[Your task]:
Within the records, tally the lines that contain "status" and reply with that number only.

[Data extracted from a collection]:

----------

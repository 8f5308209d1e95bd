use crate::scheduler::{ScheduledState, Stage};
use chrono::NaiveDateTime;
use serde::Serialize;

/// Store-assigned card identifier
pub type CardId = i64;

/// A question/answer card with its review schedule
#[derive(Debug, Clone, PartialEq, Eq, Serialize)]
pub struct Card {
    pub id: CardId,
    pub question: String,
    pub answer: String,
    pub created_at: NaiveDateTime,
    pub next_review: NaiveDateTime,
    pub stage: Stage,
    pub correct_count: u32,
}

impl Card {
    /// Due when `now` has reached the scheduled review time
    pub fn is_due(&self, now: NaiveDateTime) -> bool {
        self.next_review <= now
    }

    /// Current scheduling fields
    pub fn schedule(&self) -> ScheduledState {
        ScheduledState {
            stage: self.stage,
            correct_count: self.correct_count,
            next_review: self.next_review,
        }
    }
}
//! `jenkee prompt` - Usage guide for automated agents

const GUIDE: &str = r#"# Jenkins Inspector (jenkee) - Agent Guide

## About jenkee

jenkee is a command-line front end for jenkins-cli. It lets you:
- explore the views and jobs of a Jenkins server
- read job configuration, build history and console output
- inspect credential metadata
- compare the configuration of two jobs
- copy, create and update jobs

## Step 1: verify authentication

```bash
jenkee auth
```

On success it prints:
```
Verifying authentication...
✓ Authenticated as: user@example.com
Authorities:
  authenticated
```

## Step 2: configure credentials if needed

If you see "Jenkins credentials not configured":

```bash
mkdir -p ~/.jenkins-inspector
cat > ~/.jenkins-inspector/.env << EOF
JENKINS_URL=http://your-jenkins-server:8080/
JENKINS_USER_ID=your_email@example.com
JENKINS_API_TOKEN=your_api_token
EOF
jenkee auth
```

The API token is created under Jenkins > User > Configure > API Token.

## Commands

```
auth                              Verify Jenkins authentication
list-views                        List all views
list-jobs <view> | --all          List jobs in a view, or every job
get-job <job>                     Print job XML configuration
job-status <job>                  Job status, health and trigger relations
list-builds <job>                 Build history of a job
console <job> [build]             Console output (default: lastBuild)
job-diff <job1> <job2>            Unified diff of two job configurations
list-credentials [domain]         Credential metadata
describe-credentials <id>         Details of one credential
add-job-to-view <view> <job>...   Add jobs to a view
copy-job <source> <dest>          Copy a job
create-job <job>                  Create a job from XML on stdin
update-job <job>                  Replace job XML from stdin
build <job> [-p K=V]... [-s] [-f] [-v]
                                  Trigger a build
stop-builds <job>...              Abort running builds
```

Run `jenkee <command> --help` for the options of each command.

## Commands that need confirmation

Ask the user before running any of these:

```
delete-job <job>...               Delete jobs (IRREVERSIBLE)
delete-builds <job> <N|N-M>       Delete build records (IRREVERSIBLE)
disable-job <job>...              Disable jobs
enable-job <job>...               Enable jobs
groovy [file]                     Run an arbitrary script on the server
```

`describe-credentials --show-secret` prints secret values. Only use it when
the user explicitly asks for the secret.

## Typical workflows

Explore and debug builds:
```bash
jenkee list-views
jenkee list-jobs <view>
jenkee job-status <job>
jenkee list-builds <job>
jenkee console <job> [build]
```

Compare environments and check credentials:
```bash
jenkee job-diff <job-staging> <job-production>
jenkee list-credentials
jenkee describe-credentials <credential-id>
```

Manage jobs:
```bash
jenkee copy-job <source-job> <new-job>
jenkee get-job <job> > job.xml
jenkee update-job <job> < job.xml
jenkee add-job-to-view <view> <job>
```

## Tips

1. Job and view names are case-sensitive.
2. `list-credentials` and `describe-credentials` accept `--format json|yaml`.
3. `job-diff` prints a standard unified diff.
4. `console` without a build number shows the latest build.
"#;

/// The agent guide
pub fn guide() -> String {
    GUIDE.to_string()
}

----------

[Answer box]:
2